Un compartiment Multi-SNC neurone-glie co-culture de la plate-forme microfluidique
Summary
Nous avons développé une nouvelle plateforme multi-compartiments microsystème neurone de co-culture in vitro du système nerveux central de recherche interactions axone-glie. La plateforme est capable de conduire jusqu'à six expériences indépendantes en parallèle et a été fabriqué en utilisant un tout nouveau micro / macro méthode de fabrication hybride.
Abstract
Nous présentons une nouvelle plateforme multi-compartiments microsystème neurone de co-culture dans la recherche in vitro l'interaction du système nerveux central axone-glie, capable de conduire jusqu'à six expériences indépendantes en parallèle pour débit plus élevé. Nous avons développé un procédé de fabrication afin de créer de nouveaux dispositifs microfluidiques ayant structures à l'échelle micro et macro dans le même dispositif à travers un simple processus de lithographie douce, permettant la fabrication de masse avec une bonne répétabilité.
Le multi-compartiments microfluidique plateforme de co-culture est composé d'un compartiment soma des neurones et six axone / glie compartiments pour les oligodendrocytes (OL). Le compartiment soma et axone / glie compartiments sont reliés par des réseaux de microcanaux de guidage des axones qui fonctionnent comme des barrières physiques pour confiner le soma des neurones dans le compartiment soma, tout en permettant aux axones de se développer en axone / compartiments glie.
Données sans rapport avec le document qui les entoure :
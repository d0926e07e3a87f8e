use std::fmt;

/// Error parsing an industry template name
#[derive(Debug, Clone)]
pub struct ParseIndustryError(pub String);

impl fmt::Display for ParseIndustryError {
    fn fmt(&self, f: &mut fmt::Formatter<'_>) -> fmt::Result {
        write!(f, "unknown industry template {:?}", self.0)
    }
}

impl std::error::Error for ParseIndustryError {}
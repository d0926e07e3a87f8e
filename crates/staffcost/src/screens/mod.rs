pub mod comparison;
pub mod parameters;

pub use comparison::ComparisonScreen;
pub use parameters::ParametersScreen;
//! Cost comparison engine
//!
//! A single pure pass over the parameter set producing the two comparable
//! totals: the incremental cost of hiring a replacement and the cost of
//! raising the incumbent's pay instead.
//!
//! Everything here is incremental. Baseline salary is paid under either
//! option and therefore never enters a total; only the grossed-up salary
//! *difference* does. The salary-savings line during the vacancy is the
//! one intentionally negative item and may pull the vacancy sum below
//! zero. The salary difference keeps its sign: a cheaper new hire reduces
//! the hire total.

use crate::model::params::Parameters;
use crate::model::results::{
    CategoryBreakdown, CostComparison, LineItem, SalaryBreakdown,
};

/// Run the comparison. Deterministic, stateless and side-effect free;
/// called on every interaction cycle, never cached.
pub fn compare(params: &Parameters) -> CostComparison {
    let recruiting = recruiting_costs(params);
    let vacancy = vacancy_costs(params);
    let onboarding = onboarding_costs(params);
    let productivity = productivity_loss(params);
    let other = other_costs(params);
    let salary_difference = salary_difference(params);

    let total_hire = recruiting.sum
        + vacancy.sum
        + onboarding.sum
        + productivity
        + other.sum
        + salary_difference;

    let salary_breakdown = salary_increase(params);
    let total_salary_increase =
        salary_breakdown.increase + salary_breakdown.social + salary_breakdown.benefits;

    CostComparison {
        recruiting,
        vacancy,
        onboarding,
        productivity,
        other,
        salary_difference,
        total_hire,
        total_salary_increase,
        salary_breakdown,
    }
}

/// One-time costs of finding the replacement
fn recruiting_costs(p: &Parameters) -> CategoryBreakdown {
    CategoryBreakdown::from_items(vec![
        LineItem {
            label: "Job advertisements",
            amount: p.job_ad_qty * p.job_ad_price,
        },
        LineItem {
            label: "Recruiting agency",
            amount: p.hire_salary * (p.consultant_percent / 100.0),
        },
        LineItem {
            label: "Interviews",
            amount: p.interview_hours * p.interview_rate,
        },
        LineItem {
            label: "Assessment center",
            amount: p.assessment_qty * p.assessment_price,
        },
        LineItem {
            label: "Travel expenses",
            amount: p.travel_qty * p.travel_price,
        },
        LineItem {
            label: "Background checks",
            amount: p.background_qty * p.background_price,
        },
    ])
}

/// Costs accrued while the position is unfilled. The forgone salary is
/// subtracted: not paying the departed employee offsets the other
/// vacancy costs.
fn vacancy_costs(p: &Parameters) -> CategoryBreakdown {
    let months = f64::from(p.vacancy_months);
    CategoryBreakdown::from_items(vec![
        LineItem {
            label: "Lost productivity",
            amount: months * p.lost_productivity_monthly,
        },
        LineItem {
            label: "Team overtime",
            amount: p.overtime_hours * p.overtime_rate,
        },
        LineItem {
            label: "External support",
            amount: p.external_days * p.external_rate,
        },
        LineItem {
            label: "Salary savings",
            amount: -(months * p.salary_saved_monthly),
        },
    ])
}

/// One-time costs of getting the new hire up and running
fn onboarding_costs(p: &Parameters) -> CategoryBreakdown {
    CategoryBreakdown::from_items(vec![
        LineItem {
            label: "HR effort",
            amount: p.hr_hours * p.hr_rate,
        },
        LineItem {
            label: "Peer onboarding",
            amount: p.peer_hours * p.peer_rate,
        },
        LineItem {
            label: "Training",
            amount: p.training_cost,
        },
        LineItem {
            label: "IT setup & equipment",
            amount: p.it_setup_cost,
        },
        LineItem {
            label: "Mentor program",
            amount: p.mentor_hours * p.mentor_rate,
        },
    ])
}

/// Fully-loaded monthly cost of the new hire times the output fraction
/// missing during ramp-up, accrued over the vacancy/ramp period
fn productivity_loss(p: &Parameters) -> f64 {
    let monthly = (p.hire_salary / 12.0)
        * (1.0 + p.social_percent / 100.0)
        * (p.prod_loss_percent / 100.0);
    monthly * f64::from(p.vacancy_months)
}

/// Flat soft-cost estimates, no rate x quantity structure
fn other_costs(p: &Parameters) -> CategoryBreakdown {
    CategoryBreakdown::from_items(vec![
        LineItem {
            label: "Error rate",
            amount: p.error_cost,
        },
        LineItem {
            label: "Know-how loss",
            amount: p.knowhow_cost,
        },
        LineItem {
            label: "Customer retention",
            amount: p.customer_cost,
        },
        LineItem {
            label: "Team morale",
            amount: p.team_morale_cost,
        },
    ])
}

/// Annualized incremental cost of paying the new hire a different base
/// salary, grossed up by social and benefits overhead. Sign-preserving:
/// negative when the replacement earns less than the incumbent.
fn salary_difference(p: &Parameters) -> f64 {
    p.salary_gap() * (1.0 + p.social_percent / 100.0 + p.benefits_percent / 100.0)
}

/// The raise alternative. Derived solely from the current salary and the
/// three increase percentages; the hire salary must not leak in here.
fn salary_increase(p: &Parameters) -> SalaryBreakdown {
    let increase = p.current_salary * (p.increase_percent / 100.0);
    SalaryBreakdown {
        increase,
        social: increase * (p.social_increase_percent / 100.0),
        benefits: increase * (p.benefits_increase_percent / 100.0),
    }
}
OL chargé dans l'axone / glie compartiments peuvent interagir uniquement avec les axones, mais pas avec le soma des neurones ou des dendrites, permettant des études d'interactions localisées axone-glie. Les microcanaux ont également permis l'isolement fluidique entre compartiments, laissant six expériences indépendantes pour être menée sur un seul dispositif pour un débit plus élevé.
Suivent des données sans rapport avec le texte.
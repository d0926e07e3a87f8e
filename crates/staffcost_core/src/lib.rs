//! Hire-vs-raise cost comparison library
//!
//! This crate computes the incremental cost of replacing an employee and
//! compares it against the cost of giving the incumbent a raise. It
//! provides:
//! - A strongly-typed parameter set with documented defaults
//! - Industry templates (Tech, Healthcare, Retail, Finance) applied as
//!   pure bulk overwrites
//! - A pure, deterministic comparison engine producing itemized category
//!   breakdowns and two directly comparable totals
//!
//! The engine is stateless: it reads an immutable parameter snapshot on
//! every call and recomputes the full result.

#![warn(clippy::all)]

pub mod compare;
pub mod error;
pub mod model;

#[cfg(test)]
mod tests;

pub use compare::compare;
pub use error::ParseIndustryError;
pub use model::{
    CategoryBreakdown, CostComparison, Industry, LineItem, Parameters, Recommendation,
    SalaryBreakdown, TemplateOverrides, apply_template,
};
use super::{Component, EventResult};
use crate::state::{AppState, TabId};
use crossterm::event::{KeyCode, KeyEvent};
use ratatui::{
    Frame,
    layout::Rect,
    style::{Color, Modifier, Style},
    text::{Line, Span},
    widgets::{Block, Borders, Tabs},
};

pub struct TabBar;

impl TabBar {
    pub fn new() -> Self {
        Self
    }
}

impl Default for TabBar {
    fn default() -> Self {
        Self::new()
    }
}

impl Component for TabBar {
    fn handle_key(&mut self, key: KeyEvent, state: &mut AppState) -> EventResult {
        // Don't intercept digits while a field edit is in progress
        if state.edit_buffer.is_some() {
            return EventResult::NotHandled;
        }

        match key.code {
            KeyCode::Char('1') => {
                state.switch_tab(TabId::Parameters);
                EventResult::Handled
            }
            KeyCode::Char('2') => {
                state.switch_tab(TabId::Comparison);
                EventResult::Handled
            }
            _ => EventResult::NotHandled,
        }
    }

    fn render(&mut self, frame: &mut Frame, area: Rect, state: &AppState) {
        let titles: Vec<Line> = TabId::ALL
            .iter()
            .enumerate()
            .map(|(idx, tab)| {
                let content = format!("[{}] {}", idx + 1, tab.name());

                if *tab == state.active_tab {
                    Line::from(Span::styled(
                        content,
                        Style::default()
                            .fg(Color::Yellow)
                            .add_modifier(Modifier::BOLD),
                    ))
                } else {
                    Line::from(Span::styled(content, Style::default().fg(Color::Gray)))
                }
            })
            .collect();

        let tabs = Tabs::new(titles)
            .block(Block::default().borders(Borders::BOTTOM))
            .select(state.active_tab.index())
            .highlight_style(
                Style::default()
                    .fg(Color::Yellow)
                    .add_modifier(Modifier::BOLD),
            );

        frame.render_widget(tabs, area);
    }
}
Soft-lithographie utilisant le poly (diméthylsiloxane) (PDMS) est une technique couramment utilisée dans microdispositifs biomédicale. Réservoirs sur ces dispositifs sont communément définis par poinçonnage manuel. Bien que simple, un mauvais alignement et la nature du temps du processus rend ce processus ne convient pas quand un grand nombre de réservoirs doivent être reprises créé. La méthode nouvellement développée n'exigeait pas la perforation manuelle de réservoirs, de surmonter ces limitations. Tout d'abord, sept réservoirs (profondeur: 3,5 mm) ont été faites sur un poly (méthacrylate de méthyle) (PMMA) de bloc en utilisant une machine de fraisage une micro-. Ensuite, les tableaux de microstructures crête, fabriqué sur un substrat de verre, ont été à chaud en relief contre le bloc de PMMA de définir des microcanaux qui relient le soma et axone / glie compartiments. Ce processus a abouti à l'échelle macro-réservoirs (3,5 mm) et micro-échelle des canaux (2,5 um) pour coïncider avec un seul maître de PMMA. Une réplique de PDMS qui a servi en tant que maître moule a été obtenue en utilisant lithographie douce et le dispositif final PDMS a été reproduite à partir de ce maître.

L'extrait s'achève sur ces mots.